PROVO — The American dream is often associated with the idea that anyone can make it in America.

But for 1960s Pop artists like Robert Indiana, the term might have been better defined as “anyone can buy anything.”

“Post-World War II, America has this economic boom, and because of that, there’s all sorts of fancy new modern mass-produced things being created,” said BYU Museum of Art curator Ashlee Whitaker. “America’s changing and it’s all this new kind of economic culture and commercial mindset, and advertising and media goes nuts, and that is a lot of what Pop is responding to.”

BYU’s Museum of Art is set to open an exhibition Friday titled “Supermarket: Pop Art and 1960s America from the Collections of Jordan D. Schnitzer and His Family Foundation.” that will feature more than 40 pieces — including Indiana’s “The American Dream” — by artists like Andy Warhol, Roy Lichtenstein, Claes Oldenburg, Jasper Johns, Robert Rauschenberg, Ed Ruscha, Wayne Thiebaud and James Rosenquist.

“We really wanted to get some of the most notable names in Pop art,” Whitaker said.

The show, which will remain open through March 28, 2020, will also exhibit works by some of the era’s female artists, including Salt Lake City-based Jann Haworth, Martha Rosler and Dorothy Grebenak. “Supermarket” also features art by Sister Corita Kent, a nun who made prints comparing Wonder Bread to the Eucharist.
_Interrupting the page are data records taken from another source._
use std::{
    env, io,
    path::{Component, Path, PathBuf},
};

use anyhow::{anyhow, Result};

const APPLICATION_NAME: &str = "timeblock";
pub const DEFAULT_PROFILE: &str = "default";

/// `$XDG_STATE_HOME/timeblock`, `$HOME/.local/state/timeblock` or `%APPDATA%\timeblock`.
pub fn create_application_default_path() -> Result<PathBuf> {
    let path = {
        #[cfg(windows)]
        {
            let mut path = env::var("APPDATA")
                .map(PathBuf::from)
                .map_err(|_| anyhow!("APPDATA is not set"))?;
            path.push(APPLICATION_NAME);
            path
        }
        #[cfg(not(windows))]
        {
            let mut path = env::var("XDG_STATE_HOME")
                .map(PathBuf::from)
                .or_else(|_| {
                    env::var("HOME").map(|home| {
                        let mut path = PathBuf::from(home);
                        path.push(".local/state");
                        path
                    })
                })
                .map_err(|_| anyhow!("Couldn't find neither XDG_STATE_HOME nor HOME"))?;
            path.push(APPLICATION_NAME);
            path
        }
    };

    ensure_dir(path)
}

/// `dir` when it's given, the default location otherwise. Either way the directory exists
/// afterwards.
pub fn application_path(dir: Option<PathBuf>) -> Result<PathBuf> {
    match dir {
        Some(dir) => ensure_dir(dir),
        None => create_application_default_path(),
    }
}

/// Directory holding all data of one profile. Every profile is isolated from the others.
pub fn profile_path(application_path: &Path, profile: &str) -> Result<PathBuf> {
    let mut components = Path::new(profile).components();
    match (components.next(), components.next()) {
        (Some(Component::Normal(_)), None) => {}
        _ => return Err(anyhow!("Profile name {profile:?} must be a plain name")),
    }
    ensure_dir(application_path.join("profiles").join(profile))
}

fn ensure_dir(path: PathBuf) -> Result<PathBuf> {
    match std::fs::create_dir_all(&path) {
        Ok(_) => Ok(path),
        Err(v) if v.kind() == io::ErrorKind::AlreadyExists => Ok(path),
        Err(v) => Err(v.into()),
    }
}
//! Turns time blocks into per category totals.
//!
//! Everything here is pure: the same blocks and policy always give the same [Aggregation].

pub mod wall_clock;

use std::collections::BTreeMap;

use serde::{Deserialize, Serialize};
use tracing::trace;
use wall_clock::{format_duration, minutes_between, parse_time, time_to_minutes, InvalidTimeFormat};

use crate::{storage::entities::TimeBlock, utils::percentage::Percentage};

/// What to do with a block whose time can't be decoded.
#[derive(Debug, Clone, Copy, PartialEq, Eq, Default, Serialize, Deserialize)]
#[serde(rename_all = "lowercase")]
pub enum MalformedTimePolicy {
    /// Leave the block out of the totals and report it in [Aggregation::rejected].
    #[default]
    Exclude,
    /// Read times through [wall_clock::time_to_minutes]: trailing text after the numbers is
    /// ignored, and whatever still can't be read counts as `00:00`.
    Midnight,
}

#[derive(Debug, Clone, Copy, PartialEq, Eq, Default)]
pub struct AggregationPolicy {
    /// Drop blocks whose category isn't one of the registered keys.
    pub strict_categories: bool,
    pub malformed_times: MalformedTimePolicy,
}

#[derive(Debug, Clone, PartialEq, Eq, Default, Serialize)]
#[serde(rename_all = "camelCase")]
pub struct CategoryTotal {
    pub total_minutes: u32,
    pub display_text: String,
    pub percentage: Percentage,
    pub blocks: Vec<TimeBlock>,
}

impl CategoryTotal {
    fn empty() -> Self {
        Self {
            display_text: format_duration(0),
            ..Default::default()
        }
    }

    pub fn hours(&self) -> u32 {
        self.total_minutes / 60
    }

    pub fn minutes(&self) -> u32 {
        self.total_minutes % 60
    }

    /// Fractional hours rounded to two decimals, the way charts show them.
    pub fn fractional_hours(&self) -> f64 {
        (self.total_minutes as f64 / 60. * 100.).round() / 100.
    }
}

#[derive(Debug, Clone, PartialEq, Eq)]
pub struct RejectedBlock {
    pub block: TimeBlock,
    pub reason: InvalidTimeFormat,
}

#[derive(Debug, Clone, PartialEq, Eq, Default)]
pub struct Aggregation {
    pub totals: BTreeMap<String, CategoryTotal>,
    pub total_tracked_minutes: u32,
    pub rejected: Vec<RejectedBlock>,
    /// Blocks dropped because their category isn't registered. Always 0 unless
    /// [AggregationPolicy::strict_categories] is set.
    pub unknown_category_blocks: usize,
}

impl Aggregation {
    /// Categories with tracked time, longest first. Ties keep key order.
    pub fn ranked(&self) -> Vec<(&str, &CategoryTotal)> {
        let mut ranked = self
            .totals
            .iter()
            .filter(|(_, total)| total.total_minutes > 0)
            .map(|(key, total)| (key.as_str(), total))
            .collect::<Vec<_>>();
        ranked.sort_by(|a, b| b.1.total_minutes.cmp(&a.1.total_minutes));
        ranked
    }

    pub fn get(&self, category: &str) -> Option<&CategoryTotal> {
        self.totals.get(category)
    }
}

/// Sums durations of `blocks` per category. Every key of `category_keys` is present in the
/// result, even without any time recorded.
pub fn aggregate<'a, S: AsRef<str>>(
    blocks: impl IntoIterator<Item = &'a TimeBlock>,
    category_keys: impl IntoIterator<Item = S>,
    policy: AggregationPolicy,
) -> Aggregation {
    let mut aggregation = Aggregation::default();
    for key in category_keys {
        aggregation
            .totals
            .insert(key.as_ref().to_string(), CategoryTotal::empty());
    }

    for block in blocks {
        if block.is_incomplete() {
            trace!("Skipping incomplete block {}", block.id);
            continue;
        }

        let duration = match block_duration(block, policy.malformed_times) {
            Ok(duration) => duration,
            Err(reason) => {
                aggregation.rejected.push(RejectedBlock {
                    block: block.clone(),
                    reason,
                });
                continue;
            }
        };

        if policy.strict_categories && !aggregation.totals.contains_key(&block.category) {
            aggregation.unknown_category_blocks += 1;
            continue;
        }

        let total = aggregation
            .totals
            .entry(block.category.clone())
            .or_insert_with(CategoryTotal::empty);
        total.total_minutes += duration;
        total.blocks.push(block.clone());
    }

    aggregation.total_tracked_minutes = aggregation.totals.values().map(|v| v.total_minutes).sum();

    for total in aggregation.totals.values_mut() {
        total.display_text = format_duration(total.total_minutes);
        total.percentage =
            Percentage::share(total.total_minutes, aggregation.total_tracked_minutes);
    }

    aggregation
}

fn block_duration(
    block: &TimeBlock,
    policy: MalformedTimePolicy,
) -> Result<u32, InvalidTimeFormat> {
    match policy {
        MalformedTimePolicy::Exclude => Ok(minutes_between(
            parse_time(&block.start_time)?,
            parse_time(&block.end_time)?,
        )),
        MalformedTimePolicy::Midnight => Ok(minutes_between(
            time_to_minutes(&block.start_time),
            time_to_minutes(&block.end_time),
        )),
    }
}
“Signs” by Robert Rauschenberg. | Robert Rauschenberg Foundation

The exhibition’s “Supermarket” title comes from Pop art’s response to consumerism and the fact that a majority of the works it features are prints.

“In the 1960s, printmaking becomes a really popular artform,” Whitaker explained. “These artists that are in the Pop mindset, they see how they can make their art mass-produced and available to the public, so it’s very democratic and consumable.”

BYU created the exhibition in collaboration with Jordan Schnitzer and his Family Foundation, which has amassed a collection of more than 13,000 modern and contemporary prints.

“There is I think a really appealing vibe about Pop — and we ourselves in our collection, we have some really nice Andy Warhol prints and some other Pop pieces, and so it was a chance for us to incorporate our own works in with this collection,” Whitaker said. “There’s just so many cool, relevant touchpoints for our campus community and our broader community.”

Whitaker said the more she studied Pop art while curating the show over the past two years, the more she felt “there were a lot of parallels that we can resonate with right now.”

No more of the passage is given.